| Collected data entries |
* * *
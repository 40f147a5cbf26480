//! `install`, `update`, `uninstall` and `installed` over the personal and
//! project roots.

use std::path::PathBuf;

use {
    anyhow::{Result, bail},
    clap::Args,
    jfp_config::JfpConfig,
    jfp_skills::{
        BatchReport, InstalledState, Selection, SkillSyncer, SyncOptions, manifest::read_manifest,
    },
    serde::Serialize,
};

use crate::{
    VERSION,
    output::{DIM, GREEN, RED, RESET, YELLOW, print_json, print_report},
    registry_commands::{load, settle},
};

#[derive(Args, Debug, Clone, Copy)]
pub(crate) struct TargetArgs {
    /// Use the project root instead of the personal root.
    #[arg(long, conflicts_with = "personal")]
    pub project: bool,
    /// Use the personal root even when the config prefers the project root.
    #[arg(long)]
    pub personal: bool,
}

#[derive(Args, Debug, Clone, Copy)]
pub(crate) struct SyncArgs {
    /// Overwrite files that were edited or not generated by jfp.
    #[arg(long)]
    pub force: bool,
    /// Show what would change without writing anything.
    #[arg(long)]
    pub dry_run: bool,
}

#[derive(Debug, Clone, Copy, PartialEq, Eq, Serialize)]
#[serde(rename_all = "lowercase")]
pub(crate) enum RootKind {
    Personal,
    Project,
}

impl RootKind {
    fn label(self) -> &'static str {
        match self {
            Self::Personal => "personal",
            Self::Project => "project",
        }
    }
}

#[derive(Debug, Serialize)]
pub(crate) struct RootSummary {
    pub label: &'static str,
    pub path: PathBuf,
    pub installed: usize,
}

pub(crate) fn root_path(config: &JfpConfig, kind: RootKind) -> Result<PathBuf> {
    let dir = match kind {
        RootKind::Personal => &config.skills.personal_dir,
        RootKind::Project => &config.skills.project_dir,
    };
    Ok(if dir.is_absolute() {
        dir.clone()
    } else {
        std::env::current_dir()?.join(dir)
    })
}

fn target_root(config: &JfpConfig, target: TargetArgs) -> RootKind {
    if target.project || (config.skills.prefer_project && !target.personal) {
        RootKind::Project
    } else {
        RootKind::Personal
    }
}

fn options(args: SyncArgs, diff: bool) -> SyncOptions {
    SyncOptions {
        force: args.force,
        dry_run: args.dry_run,
        diff,
    }
}

pub(crate) fn selection(ids: Vec<String>, all: bool, bundle: Option<String>) -> Result<Selection> {
    match (all, bundle) {
        (true, _) => Ok(Selection::All),
        (false, Some(id)) => Ok(Selection::Bundle(id)),
        (false, None) if !ids.is_empty() => Ok(Selection::Ids(ids)),
        (false, None) => bail!("nothing selected: pass prompt ids, --all or --bundle <id>"),
    }
}

pub(crate) fn root_summaries(config: &JfpConfig) -> Result<Vec<RootSummary>> {
    [RootKind::Personal, RootKind::Project]
        .into_iter()
        .map(|kind| {
            let path = root_path(config, kind)?;
            let installed = read_manifest(&path).map_or(0, |m| m.entries.len());
            Ok(RootSummary {
                label: kind.label(),
                path,
                installed,
            })
        })
        .collect()
}

fn emit(json: bool, reports: &[(RootKind, BatchReport)]) -> Result<bool> {
    if json {
        #[derive(Serialize)]
        struct Labeled<'a> {
            target: RootKind,
            #[serde(flatten)]
            report: &'a BatchReport,
        }
        let labeled: Vec<_> = reports
            .iter()
            .map(|(target, report)| Labeled {
                target: *target,
                report,
            })
            .collect();
        match labeled.as_slice() {
            [single] => print_json(single)?,
            many => print_json(many)?,
        }
    } else {
        for (kind, report) in reports {
            print_report(kind.label(), report);
        }
    }
    Ok(reports.iter().all(|(_, r)| r.exit_ok()))
}

pub(crate) async fn install(
    config: &JfpConfig,
    json: bool,
    selection: Selection,
    target: TargetArgs,
    args: SyncArgs,
) -> Result<bool> {
    let mut loaded = load(config).await?;
    let kind = target_root(config, target);
    let syncer = SkillSyncer::new(root_path(config, kind)?, VERSION);
    let report = syncer.install_selection(&loaded.registry, &selection, options(args, false));
    settle(loaded.background_refresh.take()).await;
    emit(json, &[(kind, report)])
}

pub(crate) async fn update(
    config: &JfpConfig,
    json: bool,
    project: bool,
    personal: bool,
    args: SyncArgs,
    diff: bool,
) -> Result<bool> {
    let kinds: &[RootKind] = match (project, personal) {
        (true, _) => &[RootKind::Project],
        (false, true) => &[RootKind::Personal],
        (false, false) => &[RootKind::Personal, RootKind::Project],
    };

    let mut loaded = load(config).await?;
    let mut reports = Vec::with_capacity(kinds.len());
    for kind in kinds {
        let syncer = SkillSyncer::new(root_path(config, *kind)?, VERSION);
        reports.push((*kind, syncer.update(&loaded.registry, options(args, diff))));
    }
    settle(loaded.background_refresh.take()).await;
    emit(json, &reports)
}

pub(crate) fn uninstall(
    config: &JfpConfig,
    json: bool,
    ids: &[String],
    target: TargetArgs,
    args: SyncArgs,
) -> Result<bool> {
    let kind = target_root(config, target);
    let syncer = SkillSyncer::new(root_path(config, kind)?, VERSION);
    let report = syncer.uninstall(ids, options(args, false));
    emit(json, &[(kind, report)])
}

pub(crate) fn installed(config: &JfpConfig, json: bool, target: TargetArgs) -> Result<bool> {
    let kind = target_root(config, target);
    let syncer = SkillSyncer::new(root_path(config, kind)?, VERSION);
    let skills = syncer.installed();

    if json {
        print_json(&skills)?;
        return Ok(true);
    }
    if skills.is_empty() {
        println!("No skills installed in {}", syncer.root().display());
        return Ok(true);
    }
    for skill in &skills {
        let (color, state) = match skill.state {
            InstalledState::Ok => (GREEN, "ok"),
            InstalledState::Modified => (YELLOW, "modified"),
            InstalledState::Missing => (RED, "missing"),
        };
        println!(
            "{color}{state:<8}{RESET} {} {DIM}{} v{}{RESET}",
            skill.entry.id, skill.entry.kind, skill.entry.version
        );
    }
    Ok(true)
}

#[allow(clippy::unwrap_used, clippy::expect_used)]
#[cfg(test)]
mod tests {
    use super::*;

    #[test]
    fn selection_prefers_all_then_bundle_then_ids() {
        assert_eq!(
            selection(vec!["a".into()], true, None).unwrap(),
            Selection::All
        );
        assert_eq!(
            selection(vec![], false, Some("pack".into())).unwrap(),
            Selection::Bundle("pack".into())
        );
        assert_eq!(
            selection(vec!["a".into()], false, None).unwrap(),
            Selection::Ids(vec!["a".into()])
        );
        assert!(selection(vec![], false, None).is_err());
    }

    #[test]
    fn prefer_project_is_overridable() {
        let mut config = JfpConfig::default();
        let none = TargetArgs {
            project: false,
            personal: false,
        };
        assert_eq!(target_root(&config, none), RootKind::Personal);

        config.skills.prefer_project = true;
        assert_eq!(target_root(&config, none), RootKind::Project);
        assert_eq!(
            target_root(&config, TargetArgs {
                project: false,
                personal: true,
            }),
            RootKind::Personal
        );
    }

    #[test]
    fn relative_project_root_resolves_against_cwd() {
        let config = JfpConfig::default();
        let root = root_path(&config, RootKind::Project).unwrap();
        assert!(root.is_absolute());
        assert!(root.ends_with(".claude/skills"));
    }
}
* * *
| WHAT IS REQUIRED |
Which lines in the data hold the string "bail"? Copy each of them.

| TASK RESPONSE |
    anyhow::{Result, bail},
        (false, None) => bail!("nothing selected: pass prompt ids, --all or --bundle <id>"),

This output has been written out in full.